One part was to go around healing people, exorcising their demons and, occasionally, multiplying foodstuffs. Here Jesus sounds rather like other healers and exorcists who roamed Palestine at the time. He also sounds like a classic shaman in a “primitive” society: after an apprenticeship that involves the blessing of an older practitioner (John the Baptist) and a fortifying phase of ascetic privation, he is empowered to cure the physically or mentally ill. Did Jesus employ the sleight of hand that many real-life shamans have been known to employ? (One scholarly book on Jesus is called Jesus the Magician.) Or did he just have a “gift”-say, a soothing effect on people with hysterically induced illnesses-that produced enough success stories for his followers to publicize, along with some embellishment? Or were his miraculous deeds wholesale inventions of his followers, designed to outweigh the famous occasions on which he was challenged to produce “signs” and failed?
Hard to say. In any event, if Jesus had just been another wandering Palestinian wonder worker, we would never have heard of him.
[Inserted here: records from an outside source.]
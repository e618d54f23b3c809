//! # harbor-core: Pure Business Logic for Harbor POS
//!
//! Every retail rule with numeric or state-machine weight lives here, as
//! plain functions over plain data. No I/O, no clock, no globals.
//!
//! ## Architecture Position
//! ```text
//! ┌─────────────────────────────────────────────────────────────────────────┐
//! │                        Harbor POS Architecture                          │
//! │                                                                         │
//! │  ┌─────────────────────────────────────────────────────────────────┐   │
//! │  │                    Front end (any UI)                           │   │
//! │  │   Sales ──► Checkout ──► End Shift ──► Cash Flow ──► Purchases  │   │
//! │  └─────────────────────────────┬───────────────────────────────────┘   │
//! │                                │ Command JSON                           │
//! │  ┌─────────────────────────────▼───────────────────────────────────┐   │
//! │  │         harbor-state (AppState + command dispatch)              │   │
//! │  └─────────────────────────────┬───────────────────────────────────┘   │
//! │                                │                                        │
//! │  ┌─────────────────────────────▼───────────────────────────────────┐   │
//! │  │               ★ harbor-core (THIS CRATE) ★                      │   │
//! │  │                                                                 │   │
//! │  │   ┌──────────┐ ┌──────────┐ ┌──────────┐ ┌──────────┐          │   │
//! │  │   │   tax    │ │  stock   │ │  shift   │ │ cashflow │          │   │
//! │  │   │ totals & │ │  deltas  │ │ expected │ │ running  │          │   │
//! │  │   │breakdown │ │ per outl.│ │ & var.   │ │ balance  │          │   │
//! │  │   └──────────┘ └──────────┘ └──────────┘ └──────────┘          │   │
//! │  │   ┌──────────┐ ┌──────────┐ ┌──────────┐ ┌──────────┐          │   │
//! │  │   │   cart   │ │ purchase │ │  money   │ │validation│          │   │
//! │  │   └──────────┘ └──────────┘ └──────────┘ └──────────┘          │   │
//! │  │                                                                 │   │
//! │  │   NO I/O • NO CLOCK • NO GLOBALS • TIME IS A PARAMETER          │   │
//! │  └─────────────────────────────────────────────────────────────────┘   │
//! └─────────────────────────────────────────────────────────────────────────┘
//! ```
//!
//! ## Modules
//!
//! - [`types`] - Domain types (Product, Tax, Shift, PurchaseOrder, ...)
//! - [`money`] - Decimal money, rounded only for display
//! - [`tax`] - Tax Engine: subtotal, per-rule breakdown, total
//! - [`cart`] - The in-progress sale
//! - [`stock`] - Stock Ledger deltas
//! - [`purchase`] - Purchase-order lifecycle and goods receipt
//! - [`shift`] - Shift open, summary, close
//! - [`cashflow`] - Cashflow Ledger and period views
//! - [`error`] - Domain error types
//! - [`validation`] - Field-level rules
//!
//! ## Example Usage
//!
//! ```rust
//! use harbor_core::cart::CartItem;
//! use harbor_core::money::Money;
//! use harbor_core::tax::compute_cart_totals;
//! use harbor_core::types::{RecordStatus, Tax, TaxApplyTo, TaxRate, TaxType};
//! use rust_decimal_macros::dec;
//!
//! let vat = Tax {
//!     id: "vat".into(),
//!     name: "VAT".into(),
//!     rate: TaxRate::from_percent(dec!(12)),
//!     tax_type: TaxType::Inclusive,
//!     apply_to: TaxApplyTo::All,
//!     category_ids: vec![],
//!     status: RecordStatus::Active,
//! };
//! let cart = vec![CartItem::new("p-1", "4", Money::from_cents(1120), 1)];
//!
//! let totals = compute_cart_totals(&cart, &[vat]).unwrap();
//! assert_eq!(totals.subtotal.to_string(), "10.00");
//! assert_eq!(totals.tax_breakdown["VAT (12%)"].to_string(), "1.20");
//! assert_eq!(totals.total.to_string(), "11.20");
//! ```

// =============================================================================
// Module Declarations
// =============================================================================

pub mod cart;
pub mod cashflow;
pub mod error;
pub mod expense;
pub mod money;
pub mod purchase;
pub mod shift;
pub mod stock;
pub mod tax;
pub mod types;
pub mod validation;

// =============================================================================
// Re-exports for Convenience
// =============================================================================

pub use cart::{Cart, CartItem};
pub use cashflow::{CashflowLedger, CashflowQuery, CashflowSummary, DateRange, NewCashflow};
pub use error::{CoreError, CoreResult, ValidationError};
pub use expense::{ExpenseDue, ExpenseKind, ExpensePaymentMethod, ExpenseStatus};
pub use money::Money;
pub use shift::ShiftSummary;
pub use tax::CartTotals;
pub use types::*;

// =============================================================================
// Crate-Level Constants
// =============================================================================

/// Maximum distinct lines in a single cart.
pub const MAX_CART_ITEMS: usize = 100;

/// Maximum units on one cart line.
///
/// Catches a mistyped `1000` for `10` at the till.
pub const MAX_ITEM_QUANTITY: i64 = 999;
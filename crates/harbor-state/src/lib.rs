//! # Harbor State
//!
//! The Application State Coordinator: owns every collection and is the
//! only place state changes.
//!
//! ## Module Organization
//! ```text
//! harbor_state/
//! ├── lib.rs          ◄─── You are here (logging setup & exports)
//! ├── state/
//! │   ├── mod.rs      ◄─── AppState, Clock
//! │   ├── catalog.rs  ◄─── Outlets, products, taxes, payment methods, ...
//! │   ├── users.rs    ◄─── Staff accounts, role names
//! │   ├── sales.rs    ◄─── Cart and checkout
//! │   ├── shifts.rs   ◄─── Shift open/close
//! │   ├── inventory.rs◄─── Stock adjustments, purchase orders
//! │   ├── cashflow.rs ◄─── Manual cash entries, period summaries
//! │   └── expenses.rs ◄─── Expenses and dues
//! ├── commands/
//! │   ├── mod.rs      ◄─── Command, CommandOutcome, dispatch
//! │   └── cart.rs     ◄─── Cart handlers
//! ├── config.rs       ◄─── PosConfig (TOML + env)
//! └── error.rs        ◄─── ApiError, ConfigError
//! ```
//!
//! ## Startup
//! ```rust,no_run
//! use harbor_state::{init_tracing, AppState, PosConfig};
//!
//! let config = PosConfig::load_or_default(None);
//! init_tracing(&config.logging.filter);
//!
//! let mut state = AppState::new(config);
//! let reply = state.dispatch_json(r#"{"type": "getCart"}"#);
//! assert!(reply.is_ok());
//! ```

pub mod commands;
pub mod config;
pub mod error;
pub mod state;

use tracing::info;
use tracing_subscriber::EnvFilter;

pub use commands::{cart::CartResponse, Command, CommandOutcome};
pub use config::PosConfig;
pub use error::{ApiError, ConfigError, ErrorCode};
pub use state::{
    AppState, Clock, DuePayment, FixedClock, PurchaseOrderDraft, PurchaseOrderLineDraft,
    ShiftClosure, StateResult, SystemClock,
};

/// Installs the global fmt subscriber.
///
/// `RUST_LOG` wins over `default_filter`. Calling it again is a no-op.
pub fn init_tracing(default_filter: &str) {
    let filter = EnvFilter::try_from_default_env()
        .or_else(|_| EnvFilter::try_new(default_filter))
        .unwrap_or_else(|_| EnvFilter::new(config::default_log_filter()));

    if tracing_subscriber::fmt()
        .with_env_filter(filter)
        .with_target(true)
        .try_init()
        .is_ok()
    {
        info!("Tracing initialised");
    }
}
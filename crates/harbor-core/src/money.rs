//! # Money Module
//!
//! Provides the `Money` type for handling monetary values safely.
//!
//! ## Why Decimal Money?
//! ```text
//! ┌─────────────────────────────────────────────────────────────────────────┐
//! │  THE FLOATING POINT PROBLEM                                             │
//! │                                                                         │
//! │  In binary floating point:                                              │
//! │    0.1 + 0.2 = 0.30000000000000004  ❌ WRONG!                           │
//! │                                                                         │
//! │  Inclusive tax makes it worse:                                          │
//! │    11.20 / 1.12 must be exactly 10.00, and the tax exactly 1.20        │
//! │                                                                         │
//! │  OUR SOLUTION: base-10 Decimal, rounded only for display               │
//! │    Per-line tax is accumulated in full precision, then the totals      │
//! │    are rounded once, so rounding error never compounds across lines.   │
//! │                                                                         │
//! └─────────────────────────────────────────────────────────────────────────┘
//! ```
//!
//! ## Usage
//! ```rust
//! use harbor_core::money::Money;
//!
//! let price = Money::from_cents(1099); // 10.99
//! let line = price * 2;                // 21.98
//! assert_eq!(line.cents(), 2198);
//! assert_eq!(line.to_string(), "21.98");
//! ```

use rust_decimal::prelude::ToPrimitive;
use rust_decimal::{Decimal, RoundingStrategy};
use serde::{Deserialize, Serialize};
use std::fmt;
use std::iter::Sum;
use std::ops::{Add, AddAssign, Mul, Neg, Sub, SubAssign};
use ts_rs::TS;

use crate::types::TaxRate;

/// Number of decimal places shown to the cashier.
pub const DISPLAY_DECIMALS: u32 = 2;

// =============================================================================
// Money Type
// =============================================================================

/// A monetary value in major units (e.g. `11.20`), held at full precision.
///
/// ## Design Decisions
/// - **Decimal (signed)**: Allows negative values for cash out, variance
/// - **Single field tuple struct**: Zero-cost abstraction over Decimal
/// - **Serialized as a string**: `"11.20"`, never a JSON float
///
/// ## Where Money is Used
/// ```text
/// Product.price ──► CartItem.unit_price ──► line total ──► Tax Engine
///                                                             │
///                ┌────────────────────────────────────────────┘
///                ▼
/// CartTotals.total ──► SalesTransaction.total_amount ──► Cashflow (cash)
///                                                             │
///                                                             ▼
///                               Shift expected cash ◄── manual in/out
/// ```
#[derive(Debug, Clone, Copy, PartialEq, Eq, PartialOrd, Ord, Hash, Serialize, Deserialize, TS)]
#[ts(export)]
pub struct Money(#[ts(type = "string")] Decimal);

impl Money {
    /// Creates a Money value from cents (the smallest display unit).
    ///
    /// ## Example
    /// ```rust
    /// use harbor_core::money::Money;
    ///
    /// let price = Money::from_cents(1120);
    /// assert_eq!(price.to_string(), "11.20");
    /// ```
    #[inline]
    pub fn from_cents(cents: i64) -> Self {
        Money(Decimal::new(cents, DISPLAY_DECIMALS))
    }

    /// Wraps an exact decimal amount in major units.
    #[inline]
    pub const fn from_decimal(amount: Decimal) -> Self {
        Money(amount)
    }

    /// Returns the full-precision amount.
    #[inline]
    pub const fn amount(&self) -> Decimal {
        self.0
    }

    /// Returns zero money value.
    #[inline]
    pub const fn zero() -> Self {
        Money(Decimal::ZERO)
    }

    /// Checks if the value is zero.
    #[inline]
    pub fn is_zero(&self) -> bool {
        self.0.is_zero()
    }

    /// Checks if the value is positive (greater than zero).
    #[inline]
    pub fn is_positive(&self) -> bool {
        self.0 > Decimal::ZERO
    }

    /// Checks if the value is negative (less than zero).
    #[inline]
    pub fn is_negative(&self) -> bool {
        self.0 < Decimal::ZERO
    }

    /// Returns the absolute value.
    #[inline]
    pub fn abs(&self) -> Self {
        Money(self.0.abs())
    }

    /// Rounds to display precision (two places, half away from zero).
    ///
    /// Only presentation code and persisted snapshots should call this;
    /// calculations keep the unrounded value.
    pub fn rounded(&self) -> Self {
        Money(
            self.0
                .round_dp_with_strategy(DISPLAY_DECIMALS, RoundingStrategy::MidpointAwayFromZero),
        )
    }

    /// Returns the value rounded to whole cents.
    ///
    /// ## Example
    /// ```rust
    /// use harbor_core::money::Money;
    /// use rust_decimal::Decimal;
    ///
    /// let third = Money::from_decimal(Decimal::new(10, 0) / Decimal::new(3, 0));
    /// assert_eq!(third.cents(), 333);
    /// ```
    pub fn cents(&self) -> i64 {
        let scaled = self.rounded().0.checked_mul(Decimal::ONE_HUNDRED);
        scaled.and_then(|c| c.to_i64()).unwrap_or(if self.is_negative() {
            i64::MIN
        } else {
            i64::MAX
        })
    }

    /// Exclusive tax: the amount to add on top of this (base) value.
    ///
    /// ```text
    /// line 20.00 × 10% ──► tax 2.00 ──► line pays 22.00
    /// ```
    pub fn calculate_tax(&self, rate: TaxRate) -> Option<Money> {
        self.0.checked_mul(rate.fraction()).map(Money)
    }

    /// Inclusive tax: splits this tax-inclusive value into `(base, tax)`.
    ///
    /// ```text
    /// line 11.20 @ 12% ──► base = 11.20 / 1.12 = 10.00 ──► tax = 1.20
    /// ```
    ///
    /// A divisor of zero (rate of -100%) leaves the whole value as base.
    pub fn split_inclusive_tax(&self, rate: TaxRate) -> (Money, Money) {
        let divisor = Decimal::ONE + rate.fraction();
        match self.0.checked_div(divisor) {
            Some(base) => (Money(base), Money(self.0 - base)),
            None => (*self, Money::zero()),
        }
    }

    /// Multiplies money by a quantity, or `None` past the decimal range.
    #[inline]
    pub fn multiply_quantity(&self, qty: i64) -> Option<Self> {
        self.0.checked_mul(Decimal::from(qty)).map(Money)
    }

    /// Adds, or `None` past the decimal range.
    #[inline]
    pub fn checked_add(&self, other: Money) -> Option<Self> {
        self.0.checked_add(other.0).map(Money)
    }
}

// =============================================================================
// Trait Implementations
// =============================================================================

/// Shows the value at display precision, without a currency symbol.
///
/// Currency symbols are a config concern (see `PosConfig::format_currency`).
impl fmt::Display for Money {
    fn fmt(&self, f: &mut fmt::Formatter<'_>) -> fmt::Result {
        let mut shown = self.rounded().0;
        shown.rescale(DISPLAY_DECIMALS);
        write!(f, "{}", shown)
    }
}

impl Default for Money {
    fn default() -> Self {
        Money::zero()
    }
}

impl From<Decimal> for Money {
    fn from(amount: Decimal) -> Self {
        Money(amount)
    }
}

impl Add for Money {
    type Output = Self;

    #[inline]
    fn add(self, other: Self) -> Self {
        Money(self.0 + other.0)
    }
}

impl AddAssign for Money {
    #[inline]
    fn add_assign(&mut self, other: Self) {
        self.0 += other.0;
    }
}

impl Sub for Money {
    type Output = Self;

    #[inline]
    fn sub(self, other: Self) -> Self {
        Money(self.0 - other.0)
    }
}

impl SubAssign for Money {
    #[inline]
    fn sub_assign(&mut self, other: Self) {
        self.0 -= other.0;
    }
}

impl Neg for Money {
    type Output = Self;

    #[inline]
    fn neg(self) -> Self {
        Money(-self.0)
    }
}

/// Multiplication by quantity. Saturates at the decimal range.
impl Mul<i64> for Money {
    type Output = Self;

    #[inline]
    fn mul(self, qty: i64) -> Self {
        Money(self.0.saturating_mul(Decimal::from(qty)))
    }
}

impl Sum for Money {
    fn sum<I: Iterator<Item = Money>>(iter: I) -> Self {
        iter.fold(Money::zero(), Add::add)
    }
}

impl<'a> Sum<&'a Money> for Money {
    fn sum<I: Iterator<Item = &'a Money>>(iter: I) -> Self {
        iter.copied().sum()
    }
}

// =============================================================================
// Unit Tests
// =============================================================================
It is the second, nonshamanic part of Jesus’s mission that would prove momentous. In Mark, his first act upon returning from the wilderness is to go to Galilee and start predicting the arrival of the “kingdom of God.”
Here Jesus is picking up where Second Isaiah left off half a millennium earlier: in apocalyptic mode. Isaiah had envisioned a day when Yahweh would finally bring justice to the world, when the long-suffering faithful could rejoice, as oppressive imbalances of power were inverted. Jesus shared Isaiah’s anticipation of a time when the “last shall be first and the first shall be last,” as he put it. But Jesus was more specific about when this time would come: very, very soon. The day of salvation, when good would finally triumph over evil, was near. Hence the term “gospel”, “good news.” Jesus’s first words in the Gospel of Mark are “The time is fulfilled, and the kingdom of God is at hand; repent, and believe in the good news."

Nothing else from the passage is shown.